Preface

Who This Book Is For

This book is written for software engineers who need to perform performance measurement and analysis. You might be:

  • A developer who needs to evaluate different algorithms or systems
  • A QA engineer responsible for performance testing
  • An embedded systems engineer evaluating hardware platforms
  • A technical lead who needs to present performance data to customers
  • A student interested in performance engineering

Regardless of your background, this book will help you avoid common benchmarking pitfalls and produce reliable, reproducible, and meaningful performance data.

Book Structure

This book is organized into nine parts:

Part I: Foundations - Benchmarking Methodology (Chapters 1-4) Establishes correct benchmarking mindset and methodology. Covers measurement environment, statistical methods, and result presentation.

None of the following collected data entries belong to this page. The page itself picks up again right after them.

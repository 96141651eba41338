//! Ship mesh and material, attached once the ship entity exists.
use bevy::prelude::*;
use skyrail::ship::Ship;

#[derive(Resource)]
pub struct ShipAssets {
    pub mesh: Handle<Mesh>,
    pub material: Handle<StandardMaterial>,
}

pub fn setup_ship_assets(
    mut commands: Commands,
    mut meshes: ResMut<Assets<Mesh>>,
    mut materials: ResMut<Assets<StandardMaterial>>,
) {
    commands.insert_resource(ShipAssets {
        mesh: meshes.add(Cuboid::new(1.2, 0.3, 1.6)),
        material: materials.add(StandardMaterial {
            base_color: Color::srgb(0.7, 0.75, 0.8),
            ..default()
        }),
    });
}

#[allow(clippy::needless_pass_by_value)]
pub fn attach_ship_visuals(
    mut commands: Commands,
    assets: Res<ShipAssets>,
    ships: Query<Entity, Added<Ship>>,
) {
    for entity in &ships {
        commands
            .entity(entity)
            .insert((assets.mesh.clone(), assets.material.clone()));
    }
}
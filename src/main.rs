use bevy::prelude::*;
use bevy::window::{PresentMode, Window, WindowPlugin};
use skyrail::input::ShipInputPlugin;
use skyrail::scene::SceneFlowPlugin;
use skyrail::settings::loader as settings_loader;
use skyrail::ship::{ProjectileRenderPlugin, ShipPlugin};
use skyrail::ui::HudPlugin;

mod app;
use app::{attach_ship_visuals, scene_registry, self_destruct_on_key, setup_ship_assets};

fn main() {
    let settings = settings_loader::load_settings_from_dir(settings_loader::SETTINGS_DIR);

    let mut app = App::new();

    app.add_plugins(DefaultPlugins.set(WindowPlugin {
        primary_window: Some(Window {
            title: "skyrail".to_string(),
            position: WindowPosition::Centered(MonitorSelection::Primary),
            present_mode: PresentMode::AutoVsync,
            ..default()
        }),
        ..default()
    }));

    // watcher creation logs through bevy, so it runs once the log plugin is up
    let settings_watcher = settings_loader::setup_settings_watcher(settings_loader::SETTINGS_DIR)
        .unwrap_or_else(|e| {
            error!("settings watcher unavailable: {e}");
            settings_loader::SettingsWatcher::stub()
        });

    app.insert_resource(settings);
    app.insert_resource(settings_watcher);
    app.insert_resource(scene_registry());

    app.add_plugins(SceneFlowPlugin)
        .add_plugins(ShipPlugin)
        .add_plugins(ShipInputPlugin)
        .add_plugins(ProjectileRenderPlugin)
        .add_plugins(HudPlugin);

    app.add_systems(Startup, setup_ship_assets);
    app.add_systems(PreUpdate, settings_loader::check_settings_changes);
    app.add_systems(Update, self_destruct_on_key);
    app.add_systems(PostUpdate, attach_ship_visuals);

    app.run();
}
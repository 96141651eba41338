//! Utilities for loading RON files and watching directories for changes.
//!
//! This module provides a small helper for reading RON files from disk
//! and a filesystem watcher that sets a shared boolean when files change.
//! The watcher is used for hot-reloading the settings during development.

use bevy::prelude::warn;
use notify::{Config, RecommendedWatcher, RecursiveMode, Watcher};
use serde::de::DeserializeOwned;
use std::path::{Path, PathBuf};
use std::sync::{Arc, Mutex, MutexGuard};

/// File-watcher handle for RON hot-reload.
pub struct RonWatcher {
    changed: Arc<Mutex<bool>>, // Shared boolean set to `true` when watched files change.
    _watcher: Option<RecommendedWatcher>, // watcher handle kept to prevent immediate drop.
}

fn lock_flag(flag: &Mutex<bool>) -> MutexGuard<'_, bool> {
    flag.lock().unwrap_or_else(|poisoned| {
        warn!("ron watcher mutex poisoned, recovering");
        poisoned.into_inner()
    })
}

impl RonWatcher {
    /// Create a stub `RonWatcher` that does not have an active OS watcher.
    ///
    /// Useful as a fallback when watcher creation fails or when running
    /// on platforms without notify support.
    #[must_use]
    pub fn stub() -> Self {
        RonWatcher {
            changed: Arc::new(Mutex::new(false)),
            _watcher: None,
        }
    }

    /// Return whether a change was observed since the last call and clear the flag.
    pub fn take_changed(&self) -> bool {
        std::mem::take(&mut *lock_flag(&self.changed))
    }

    /// Raise the change flag by hand, as the OS watcher would.
    pub fn mark_changed(&self) {
        *lock_flag(&self.changed) = true;
    }
}

/// Load all `.ron` files from a directory and deserialize them into `T`.
///
/// Files are visited in name order. Files that fail to parse are skipped
/// and a warning is logged.
#[must_use]
pub fn load_ron_files<T: DeserializeOwned>(path: &str) -> Vec<T> {
    let Ok(entries) = std::fs::read_dir(path) else {
        warn!("cannot read RON directory {path}");
        return Vec::new();
    };

    let mut paths: Vec<PathBuf> = entries
        .flatten()
        .map(|entry| entry.path())
        .filter(|p| p.is_file() && p.extension().is_some_and(|ext| ext == "ron"))
        .collect();
    paths.sort();

    let mut items = Vec::new();
    for p in paths {
        let content = match std::fs::read_to_string(&p) {
            Ok(content) => content,
            Err(e) => {
                warn!("failed to read {}: {e}", p.display());
                continue;
            }
        };
        match ron::from_str::<T>(&content) {
            Ok(item) => items.push(item),
            Err(e) => warn!("failed to parse {}: {e}", p.display()),
        }
    }

    items
}

/// Create a `RonWatcher` that watches a directory for modifications.
///
/// The returned watcher's change flag is raised when a modification event
/// under the watched directory is observed.
///
/// # Errors
/// Returns a `notify::Error` if the underlying file-watcher cannot be
/// created or the watcher cannot be registered for the provided path.
pub fn setup_ron_watcher(path: &str) -> Result<RonWatcher, notify::Error> {
    let changed = Arc::new(Mutex::new(false));
    let changed_clone = changed.clone();
    // Resolve watched path to a canonical form if possible so we can filter events
    let watched_path: PathBuf = std::fs::canonicalize(path).unwrap_or_else(|_| PathBuf::from(path));

    let mut watcher: RecommendedWatcher = Watcher::new(
        move |res: Result<notify::Event, notify::Error>| match res {
            Ok(event) => {
                if !matches!(event.kind, notify::EventKind::Modify(_)) {
                    return;
                }
                let relevant = event.paths.iter().any(|p| {
                    std::fs::canonicalize(p)
                        .unwrap_or_else(|_| p.clone())
                        .starts_with(&watched_path)
                });
                if relevant {
                    *lock_flag(&changed_clone) = true;
                }
            }
            Err(e) => warn!("watch error: {e:?}"),
        },
        Config::default(),
    )?;

    watcher.watch(Path::new(path), RecursiveMode::NonRecursive)?;
    Ok(RonWatcher { changed, _watcher: Some(watcher) })
}
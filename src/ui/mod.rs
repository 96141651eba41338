//! HUD: the "Charging..." label shown while a slow tap is being held.

use bevy::prelude::*;

use crate::scene::SceneMember;
use crate::ship::{FireController, Ship};

/// Marks the charging label text.
#[derive(Component)]
pub struct ChargingLabel;

/// Spawn the charging label, hidden, as part of the current scene.
pub fn spawn_charging_label(commands: &mut Commands) -> Entity {
    let mut text = TextBundle::from_section(
        "Charging...",
        TextStyle {
            font_size: 24.0,
            color: Color::WHITE,
            ..default()
        },
    )
    .with_style(Style {
        position_type: PositionType::Absolute,
        left: Val::Px(100.0),
        top: Val::Px(100.0),
        ..default()
    });
    text.visibility = Visibility::Hidden;

    commands.spawn((text, ChargingLabel, SceneMember)).id()
}

/// Show the label while any ship is charging.
#[allow(clippy::needless_pass_by_value)]
pub fn update_charging_label(
    ships: Query<&FireController, With<Ship>>,
    mut labels: Query<&mut Visibility, With<ChargingLabel>>,
) {
    let charging = ships.iter().any(FireController::is_charging);
    let wanted = if charging { Visibility::Visible } else { Visibility::Hidden };
    for mut visibility in &mut labels {
        if *visibility != wanted {
            *visibility = wanted;
        }
    }
}

pub struct HudPlugin;

impl Plugin for HudPlugin {
    fn build(&self, app: &mut App) {
        app.add_systems(PostUpdate, update_charging_label);
    }
}
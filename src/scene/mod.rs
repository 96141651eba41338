//! Index-based scene switching and the delayed splash transition.
//!
//! A scene is a set of entities tagged with `SceneMember`, created by a
//! builder function registered in `SceneRegistry` under a numeric index.
//! Sending `LoadScene` replaces the current scene with the requested one.
//! `SceneTransitioner` is the one-shot delay that sends that request after
//! the splash has been shown.
//!
//! # Example
//!
//! ```ignore
//! let mut registry = SceneRegistry::default();
//! registry.register(0, build_splash);
//! registry.register(1, build_level);
//! app.insert_resource(registry).add_plugins(SceneFlowPlugin);
//! ```

use crate::settings::{secs_to_duration, SceneSettings, Settings};
use bevy::prelude::*;
use std::collections::HashMap;
use std::fmt;
use std::time::Duration;

/// Builds the entities of one scene. Every spawned root must carry `SceneMember`.
pub type SceneBuilder = fn(&mut Commands, &Settings);

/// Marks entities owned by the active scene; all of them are despawned on a scene load.
#[derive(Component, Default)]
pub struct SceneMember;

/// Request to replace the current scene with the scene registered under `index`.
#[derive(Event, Debug, Clone, Copy, PartialEq, Eq)]
pub struct LoadScene {
    pub index: usize,
}

/// Index of the scene currently loaded, `None` before the first load.
#[derive(Resource, Default, Debug)]
pub struct ActiveScene(pub Option<usize>);

#[derive(Debug, Clone, PartialEq, Eq)]
pub enum SceneError {
    UnknownScene(usize),
}

impl fmt::Display for SceneError {
    fn fmt(&self, f: &mut fmt::Formatter<'_>) -> fmt::Result {
        match self {
            SceneError::UnknownScene(index) => write!(f, "no scene registered at index {index}"),
        }
    }
}

impl std::error::Error for SceneError {}

/// Scene builders keyed by index.
#[derive(Resource, Default)]
pub struct SceneRegistry {
    builders: HashMap<usize, SceneBuilder>,
}

impl SceneRegistry {
    /// Register (or replace) the builder for `index`.
    pub fn register(&mut self, index: usize, builder: SceneBuilder) -> &mut Self {
        self.builders.insert(index, builder);
        self
    }

    /// # Errors
    /// Returns `SceneError::UnknownScene` when nothing is registered at `index`.
    pub fn get(&self, index: usize) -> Result<SceneBuilder, SceneError> {
        self.builders.get(&index).copied().ok_or(SceneError::UnknownScene(index))
    }
}

/// One-shot delayed scene load.
///
/// Starts counting when the component is spawned and requests its target
/// scene exactly once when the delay elapses.
#[derive(Component, Debug)]
pub struct SceneTransitioner {
    timer: Timer,
    target: usize,
}

impl SceneTransitioner {
    #[must_use]
    pub fn new(delay: Duration, target: usize) -> Self {
        Self {
            timer: Timer::new(delay, TimerMode::Once),
            target,
        }
    }

    /// Build the transitioner described by the scene settings. Negative or
    /// NaN delays fire on the first tick; oversized ones saturate.
    #[must_use]
    pub fn from_settings(settings: &SceneSettings) -> Self {
        Self::new(secs_to_duration(settings.transition_delay), settings.target_index)
    }

    #[must_use]
    pub fn target(&self) -> usize {
        self.target
    }

    /// Advance the delay by `delta`. Returns the target index on the tick the
    /// delay completes and `None` on every other tick, including later ones.
    pub fn tick(&mut self, delta: Duration) -> Option<usize> {
        self.timer.tick(delta).just_finished().then_some(self.target)
    }
}

/// Tick every transitioner and send `LoadScene` for the ones that completed.
#[allow(clippy::needless_pass_by_value)]
pub fn tick_scene_transitioners(
    mut commands: Commands,
    time: Res<Time>,
    mut query: Query<(Entity, &mut SceneTransitioner)>,
    mut loads: EventWriter<LoadScene>,
) {
    for (entity, mut transitioner) in &mut query {
        if let Some(index) = transitioner.tick(time.delta()) {
            info!("scene transition: requesting scene {index}");
            loads.send(LoadScene { index });
            commands.entity(entity).remove::<SceneTransitioner>();
        }
    }
}

/// Replace the active scene when a `LoadScene` request arrives.
///
/// Only the last request of a frame is honoured. A request for an unknown
/// index is logged and the current scene stays in place.
///
/// # Arguments
/// * `requests` - Pending `LoadScene` events; all are drained, the last one wins.
/// * `registry` - Builders keyed by scene index.
/// * `settings` - Passed through to the scene builder.
/// * `members` - Entities of the current scene, despawned before the build.
/// * `active` - Updated to the loaded index on success.
///
/// # Return
/// Nothing; the new scene's entities are spawned through `commands`.
#[allow(clippy::needless_pass_by_value)]
pub fn apply_scene_loads(
    mut commands: Commands,
    mut requests: EventReader<LoadScene>,
    registry: Res<SceneRegistry>,
    settings: Res<Settings>,
    members: Query<Entity, With<SceneMember>>,
    mut active: ResMut<ActiveScene>,
) {
    let Some(request) = requests.read().last().copied() else { return };

    let build = match registry.get(request.index) {
        Ok(build) => build,
        Err(e) => {
            error!("scene load failed: {e}");
            return;
        }
    };

    let mut despawned = 0usize;
    for entity in &members {
        commands.entity(entity).despawn_recursive();
        despawned += 1;
    }
    build(&mut commands, &settings);
    info!("loaded scene {} (replaced {despawned} entities)", request.index);
    active.0 = Some(request.index);
}

/// Request scene 0 on startup.
pub fn load_initial_scene(mut loads: EventWriter<LoadScene>) {
    loads.send(LoadScene { index: 0 });
}

/// Registers scene events, resources and systems. The app supplies the
/// `SceneRegistry` contents.
pub struct SceneFlowPlugin;

impl Plugin for SceneFlowPlugin {
    fn build(&self, app: &mut App) {
        app.add_event::<LoadScene>()
            .init_resource::<ActiveScene>()
            .init_resource::<SceneRegistry>()
            .add_systems(Startup, load_initial_scene)
            .add_systems(Update, (tick_scene_transitioners, apply_scene_loads).chain());
    }
}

Part II: Tools - Classic Benchmarks & Profiling (Chapters 5-9) Introduces various benchmark tools including CPU, memory, system-level, profiling, and embedded benchmarks.

Part III: Theory - Performance Modeling (Chapters 10-12) Deep dive into performance modeling including Roofline Model, Amdahl's Law, cache, and branch prediction.

Part IV: Practice - Data Structures & Algorithms (Chapters 13-15) Practical data structure performance analysis including array vs linked list, hash table vs tree, and sorting algorithms.

Part V: Advanced - Parallelism & Vectorization (Chapters 16-18) Advanced topics: SIMD, multi-core performance, and memory allocators.

Part VI: Embedded Constraints (Chapters 19-22) Embedded system footprint analysis: static/dynamic analysis, compiler optimization, stack analysis, and RTOS case study.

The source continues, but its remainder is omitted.